ACTION ITEM: Pick every line from the data below that contains the string "roster" and copy it.

Entries taken from a collection:

───

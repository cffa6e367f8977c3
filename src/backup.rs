use anyhow::{anyhow, Context};
use rusqlite::{Connection, OpenFlags};
use serde_json::json;
use sha2::{Digest, Sha256};
use std::fs::File;
use std::io::{Read, Write};
use std::path::{Path, PathBuf};
use zip::write::FileOptions;
use zip::{CompressionMethod, ZipArchive, ZipWriter};

const MANIFEST_ENTRY: &str = "manifest.json";
const DB_ENTRY: &str = "db/roster.sqlite3";
const DB_FILE_NAME: &str = "roster.sqlite3";
const STAGED_FILE_NAME: &str = "roster.sqlite3.importing";
const SQLITE_HEADER: &[u8] = b"SQLite format 3\0";
pub const BUNDLE_FORMAT_V1: &str = "roster-workspace-v1";
pub const RAW_SQLITE_FORMAT: &str = "raw-sqlite3";

#[derive(Debug, Clone)]
pub struct ExportSummary {
    pub bundle_format: String,
    pub entry_count: usize,
    pub db_sha256: String,
}

#[derive(Debug, Clone)]
pub struct ImportSummary {
    pub bundle_format_detected: String,
}

fn sha256_hex(bytes: &[u8]) -> String {
    format!("{:x}", Sha256::digest(bytes))
}

pub fn export_workspace_bundle(
    workspace_path: &Path,
    out_path: &Path,
) -> anyhow::Result<ExportSummary> {
    let db_path = workspace_path.join(DB_FILE_NAME);
    if !db_path.is_file() {
        return Err(anyhow!(
            "workspace database not found: {}",
            db_path.to_string_lossy()
        ));
    }
    let db_bytes = std::fs::read(&db_path)
        .with_context(|| format!("failed to read database {}", db_path.to_string_lossy()))?;
    let db_sha256 = sha256_hex(&db_bytes);

    if let Some(parent) = out_path.parent() {
        std::fs::create_dir_all(parent)
            .with_context(|| format!("failed to create directory {}", parent.to_string_lossy()))?;
    }

    let out_file = File::create(out_path).with_context(|| {
        format!(
            "failed to create output file {}",
            out_path.to_string_lossy()
        )
    })?;
    let mut zip = ZipWriter::new(out_file);
    let opts = FileOptions::default().compression_method(CompressionMethod::Deflated);

    let manifest = json!({
        "format": BUNDLE_FORMAT_V1,
        "version": 1,
        "appVersion": env!("CARGO_PKG_VERSION"),
        "exportedAt": chrono::Utc::now().to_rfc3339(),
        "dbSha256": db_sha256,
    });
    zip.start_file(MANIFEST_ENTRY, opts)
        .context("failed to start manifest entry")?;
    zip.write_all(
        serde_json::to_string_pretty(&manifest)
            .context("failed to serialize manifest")?
            .as_bytes(),
    )
    .context("failed to write manifest entry")?;

    zip.start_file(DB_ENTRY, opts)
        .context("failed to start database entry")?;
    zip.write_all(&db_bytes)
        .context("failed to write database entry")?;

    zip.finish().context("failed to finalize zip bundle")?;

    Ok(ExportSummary {
        bundle_format: BUNDLE_FORMAT_V1.to_string(),
        entry_count: 2,
        db_sha256,
    })
}

/// A verified database written next to the live one, waiting to replace it.
#[derive(Debug)]
pub struct StagedImport {
    staged_path: PathBuf,
    db_path: PathBuf,
    pub bundle_format_detected: String,
}

impl StagedImport {
    /// Moves the staged database over the workspace database.
    pub fn commit(self) -> anyhow::Result<ImportSummary> {
        if self.db_path.exists() {
            std::fs::remove_file(&self.db_path).with_context(|| {
                format!(
                    "failed to remove existing database {}",
                    self.db_path.to_string_lossy()
                )
            })?;
        }
        std::fs::rename(&self.staged_path, &self.db_path).with_context(|| {
            format!(
                "failed to move extracted database to {}",
                self.db_path.to_string_lossy()
            )
        })?;
        Ok(ImportSummary {
            bundle_format_detected: self.bundle_format_detected,
        })
    }

    pub fn discard(self) {
        let _ = std::fs::remove_file(&self.staged_path);
    }
}

/// Restores a bundle, or a bare sqlite file, as the workspace database.
pub fn import_workspace_bundle(
    in_path: &Path,
    workspace_path: &Path,
) -> anyhow::Result<ImportSummary> {
    stage_workspace_import(in_path, workspace_path)?.commit()
}

/// Extracts and checks the incoming database without touching the live one.
pub fn stage_workspace_import(
    in_path: &Path,
    workspace_path: &Path,
) -> anyhow::Result<StagedImport> {
    let (db_bytes, format) = if is_zip_file(in_path)? {
        (read_bundle_db(in_path)?, BUNDLE_FORMAT_V1)
    } else {
        let bytes = std::fs::read(in_path)
            .with_context(|| format!("failed to read sqlite file {}", in_path.to_string_lossy()))?;
        (bytes, RAW_SQLITE_FORMAT)
    };
    if !db_bytes.starts_with(SQLITE_HEADER) {
        return Err(anyhow!(
            "not a SQLite database: {}",
            in_path.to_string_lossy()
        ));
    }

    std::fs::create_dir_all(workspace_path).with_context(|| {
        format!(
            "failed to create workspace {}",
            workspace_path.to_string_lossy()
        )
    })?;
    let staged_path = workspace_path.join(STAGED_FILE_NAME);
    if staged_path.exists() {
        let _ = std::fs::remove_file(&staged_path);
    }
    let staged = StagedImport {
        staged_path,
        db_path: workspace_path.join(DB_FILE_NAME),
        bundle_format_detected: format.to_string(),
    };

    if let Err(e) = write_and_check(&staged.staged_path, &db_bytes) {
        staged.discard();
        return Err(e);
    }
    Ok(staged)
}

fn read_bundle_db(in_path: &Path) -> anyhow::Result<Vec<u8>> {
    let in_file = File::open(in_path)
        .with_context(|| format!("failed to open bundle {}", in_path.to_string_lossy()))?;
    let mut archive = ZipArchive::new(in_file).context("invalid zip archive")?;

    let mut manifest_text = String::new();
    archive
        .by_name(MANIFEST_ENTRY)
        .context("bundle missing manifest.json")?
        .read_to_string(&mut manifest_text)
        .context("failed to read manifest.json")?;
    let manifest: serde_json::Value =
        serde_json::from_str(&manifest_text).context("manifest.json is invalid JSON")?;
    let format = manifest
        .get("format")
        .and_then(|v| v.as_str())
        .unwrap_or("");
    if format != BUNDLE_FORMAT_V1 {
        return Err(anyhow!("unsupported bundle format: {}", format));
    }

    let mut db_bytes: Vec<u8> = Vec::new();
    archive
        .by_name(DB_ENTRY)
        .context("bundle missing db/roster.sqlite3")?
        .read_to_end(&mut db_bytes)
        .context("failed to extract database entry")?;

    if let Some(expected) = manifest.get("dbSha256").and_then(|v| v.as_str()) {
        let actual = sha256_hex(&db_bytes);
        if !actual.eq_ignore_ascii_case(expected) {
            return Err(anyhow!(
                "database checksum mismatch: expected {}, got {}",
                expected,
                actual
            ));
        }
    }
    Ok(db_bytes)
}

fn write_and_check(path: &Path, db_bytes: &[u8]) -> anyhow::Result<()> {
    let mut db_out = File::create(path).with_context(|| {
        format!("failed to create temp database {}", path.to_string_lossy())
    })?;
    db_out
        .write_all(db_bytes)
        .context("failed to write extracted database")?;
    db_out
        .flush()
        .context("failed to flush extracted database")?;
    drop(db_out);

    let conn = Connection::open_with_flags(path, OpenFlags::SQLITE_OPEN_READ_ONLY)
        .context("failed to open imported database")?;
    let verdict: String = conn
        .query_row("PRAGMA quick_check", [], |r| r.get(0))
        .context("imported database failed integrity check")?;
    if verdict != "ok" {
        return Err(anyhow!("imported database failed integrity check: {}", verdict));
    }
    Ok(())
}

fn is_zip_file(path: &Path) -> anyhow::Result<bool> {
    let mut f = File::open(path)
        .with_context(|| format!("failed to open input file {}", path.to_string_lossy()))?;
    let mut sig = [0u8; 4];
    let read = f.read(&mut sig).context("failed to read file signature")?;
    if read < 4 {
        return Ok(false);
    }
    Ok(sig == [0x50, 0x4B, 0x03, 0x04])
}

───

SOLUTION:
const DB_ENTRY: &str = "db/roster.sqlite3";
const DB_FILE_NAME: &str = "roster.sqlite3";
const STAGED_FILE_NAME: &str = "roster.sqlite3.importing";
pub const BUNDLE_FORMAT_V1: &str = "roster-workspace-v1";
        .context("bundle missing db/roster.sqlite3")?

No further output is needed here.